Tegoroczna rekordzistka nie ma jeszcze wybranego imienia - propozycje mogą podawać nasi czytelnicy. O tym jak będzie się nazywać zadecyduje kapituła złożona z pracowników naszej redakcji i pana Jana Styry. Działkowiec ze Zdzieszowic nie wie też jeszcze w jaki sposób przetransportuje dynię do Niemiec: potrzebuje samochodu dostawczego z paką o szerokości co najmniej 1,5 x 1,5 m oraz dźwigu by ją podnieść.
Pan Jan chlubi się, że jego dynie są hodowane wyłącznie ekologicznie: zero chemii! Eksperymentuje od kilku lat i wypracował autorskie metody uprawy warzyw. M.in. użyźnia je algami morskimi i mączką rybną, stosuje naturalne środki ochrony roślin według własnej receptury, aby wydłużyć wegetację nocą doświetla dynie promiennikami elektrycznymi, a aby poprawić strukturę gleby szpikuje ją grzybami...

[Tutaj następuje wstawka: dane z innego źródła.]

//! 통합 API 에러 응답 타입.
//!
//! 인증 실패(`{name, message}`)를 제외한 모든 엔드포인트 에러는
//! 이 모듈의 `ApiErrorResponse` 형식을 사용합니다.

use axum::{http::StatusCode, Json};
use serde::{Deserialize, Serialize};
use serde_json::Value;
use shop_data::DataError;
use shop_payment::PaymentError;
use utoipa::ToSchema;

/// 통합 API 에러 응답.
///
/// # 예시
///
/// ```json
/// {
///   "code": "NOT_FOUND",
///   "message": "product not found: 6f1c...",
///   "timestamp": 1738300800
/// }
/// ```
#[derive(Debug, Clone, Serialize, Deserialize, ToSchema)]
pub struct ApiErrorResponse {
    /// 에러 코드 (예: "DB_ERROR", "NOT_FOUND", "PAYMENT_FAILED")
    pub code: String,
    /// 사람이 읽을 수 있는 에러 메시지
    pub message: String,
    /// 추가 에러 상세 정보 (선택적)
    #[serde(skip_serializing_if = "Option::is_none")]
    pub details: Option<Value>,
    /// 에러 발생 타임스탬프 (Unix timestamp, 선택적)
    #[serde(skip_serializing_if = "Option::is_none")]
    pub timestamp: Option<i64>,
}

impl ApiErrorResponse {
    /// 기본 에러 생성 (타임스탬프 포함).
    ///
    /// ```
    /// use shop_api::error::ApiErrorResponse;
    ///
    /// let error = ApiErrorResponse::new("NOT_FOUND", "order not found");
    /// assert_eq!(error.code, "NOT_FOUND");
    /// ```
    pub fn new(code: impl Into<String>, message: impl Into<String>) -> Self {
        Self {
            code: code.into(),
            message: message.into(),
            details: None,
            timestamp: Some(chrono::Utc::now().timestamp()),
        }
    }

    /// 상세 정보 포함 에러 생성.
    pub fn with_details(
        code: impl Into<String>,
        message: impl Into<String>,
        details: Value,
    ) -> Self {
        Self {
            details: Some(details),
            ..Self::new(code, message)
        }
    }
}

impl std::fmt::Display for ApiErrorResponse {
    fn fmt(&self, f: &mut std::fmt::Formatter<'_>) -> std::fmt::Result {
        write!(f, "[{}] {}", self.code, self.message)
    }
}

impl std::error::Error for ApiErrorResponse {}

/// 핸들러 에러 (상태 코드 + 에러 본문).
pub type ApiError = (StatusCode, Json<ApiErrorResponse>);

/// API 핸들러 Result 타입 별칭.
pub type ApiResult<T> = Result<T, ApiError>;

/// 문서 저장소 에러를 API 에러로 변환합니다.
///
/// 중복 ID는 409, 잘못된 문서는 400, 나머지는 500 `DB_ERROR`입니다.
pub fn db_error(err: DataError) -> ApiError {
    let (status, code) = match &err {
        DataError::DuplicateError(_) => (StatusCode::CONFLICT, "DUPLICATE"),
        DataError::InvalidData(_) => (StatusCode::BAD_REQUEST, "INVALID_DOCUMENT"),
        _ => (StatusCode::INTERNAL_SERVER_ERROR, "DB_ERROR"),
    };

    if status.is_server_error() {
        tracing::error!(error = %err, "Document store operation failed");
    }

    (status, Json(ApiErrorResponse::new(code, err.to_string())))
}

/// 문서 없음 에러.
pub fn not_found(kind: &str, key: &str) -> ApiError {
    (
        StatusCode::NOT_FOUND,
        Json(ApiErrorResponse::new(
            "NOT_FOUND",
            format!("{} not found: {}", kind, key),
        )),
    )
}

/// 결제 에러를 API 에러로 변환합니다.
pub fn payment_error(err: PaymentError) -> ApiError {
    let (status, code) = match &err {
        PaymentError::InvalidAmount(_) => (StatusCode::BAD_REQUEST, "INVALID_AMOUNT"),
        _ => (StatusCode::BAD_GATEWAY, "PAYMENT_FAILED"),
    };

    if status.is_server_error() {
        tracing::error!(error = %err, "Payment intent creation failed");
    }

    (status, Json(ApiErrorResponse::new(code, err.to_string())))
}
//! 문서 저장소 및 컬렉션 저장소.
//!
//! 이 crate는 다음을 제공합니다:
//! - [`DocumentStore`] trait: 컬렉션 단위 동등 비교 필터 기반 문서 저장소
//! - PostgreSQL(JSONB) 구현 및 인메모리 구현
//! - 상품/주문/리뷰/사용자 컬렉션별 타입 저장소
//!
//! 저장소 핸들은 전역 싱글톤이 아니라 명시적으로 생성되어 주입됩니다.

pub mod error;
pub mod repository;
pub mod store;

pub use error::{DataError, Result};
pub use repository::{OrderRepository, ProductRepository, ReviewRepository, UserRepository};
pub use store::memory::MemoryDocumentStore;
pub use store::postgres::{Database, PgDocumentStore};
pub use store::{DocumentStore, SharedStore};
//! Prometheus 메트릭 설정 및 유틸리티.
//!
//! HTTP 요청 메트릭과 인증 메트릭을 수집하고 `/metrics` 엔드포인트로 노출합니다.

use metrics::{counter, histogram};
use metrics_exporter_prometheus::{BuildError, Matcher, PrometheusBuilder, PrometheusHandle};

/// Prometheus 메트릭 레코더를 설정하고 핸들을 반환합니다.
///
/// 레코더가 이미 설치되어 있으면 에러를 반환합니다.
pub fn setup_metrics_recorder() -> Result<PrometheusHandle, BuildError> {
    PrometheusBuilder::new()
        .set_buckets_for_metric(
            Matcher::Full("http_request_duration_seconds".to_string()),
            &[0.005, 0.01, 0.025, 0.05, 0.1, 0.25, 0.5, 1.0, 2.5, 5.0, 10.0],
        )?
        .install_recorder()
}

// ============================================================================
// HTTP 메트릭 헬퍼 함수
// ============================================================================

/// HTTP 요청 카운터 증가.
///
/// `auth`는 `author` 헤더 포함 여부 (`token` | `anonymous`).
pub fn record_http_request(method: &str, path: &str, auth: &'static str) {
    counter!(
        "http_requests_total",
        "method" => method.to_string(),
        "path" => path.to_string(),
        "auth" => auth
    )
    .increment(1);
}

/// HTTP 응답 카운터 증가.
pub fn record_http_response(method: &str, path: &str, status: u16) {
    counter!(
        "http_responses_total",
        "method" => method.to_string(),
        "path" => path.to_string(),
        "status" => status.to_string()
    )
    .increment(1);
}

/// HTTP 요청 지속 시간 기록.
pub fn record_http_duration(method: &str, path: &str, duration_secs: f64) {
    histogram!(
        "http_request_duration_seconds",
        "method" => method.to_string(),
        "path" => path.to_string()
    )
    .record(duration_secs);
}

// ============================================================================
// 인증 메트릭 헬퍼 함수
// ============================================================================

/// 인증 거부 카운터 증가.
pub fn record_auth_rejection(tag: &'static str, reason: &'static str) {
    counter!("auth_rejections_total", "tag" => tag, "reason" => reason).increment(1);
}

/// 토큰 발급 카운터 증가.
pub fn record_token_issued() {
    counter!("tokens_issued_total").increment(1);
}

// ============================================================================
// 경로 정규화 유틸리티
// ============================================================================

/// 경로에서 동적 파라미터를 정규화합니다.
///
/// 예: `/order/123e4567-e89b-12d3-a456-426614174000` → `/order/:id`,
/// `/user/a@x.com` → `/user/:email`
pub fn normalize_path(path: &str) -> String {
    path.split('/')
        .map(|segment| {
            let is_uuid = segment.len() == 36 && segment.chars().filter(|c| *c == '-').count() == 4;
            let is_numeric = !segment.is_empty() && segment.chars().all(|c| c.is_ascii_digit());

            if is_uuid || is_numeric {
                ":id"
            } else if segment.contains('@') {
                ":email"
            } else {
                segment
            }
        })
        .collect::<Vec<_>>()
        .join("/")
}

- 20 procent sukcesu to dobre nasiona - zdradza nam receptę na dynię-olbrzyma - Co roku sprowadzam ich kilka od najlepszych hodowców z USA oraz używam własnych, robię krzyżówki,z każdą dynia postępuję inaczej porównując efekty. Tegoroczna rekordzistka to Amerykanka. Najważniejsza jednak jest urodzajna ziemia, potem - stała wilgotność i wzrostowe stymulatory w postaci naturalnych hormonów roślin. Wszystko musi być pod kontrolą - nie można przedobrzyć bo dynia zbyt szybko ro-snąc może pęknąć, od nadmiaru słońca może się przesuszyć a jak będzie się ją za dużo trzymać pod folią - narażona jest na grzyby. Ja przy moich warzywkach chodzę całymi dniami - nie mogę mieć ani dnia urlopu!

- Najważniejszy warunek do spełnienia to cierpliwa żona, która zaakceptuje, że wszystko kręci się wokół dyń - dodaje żartobliwie małżonka pana Jana- Barbara.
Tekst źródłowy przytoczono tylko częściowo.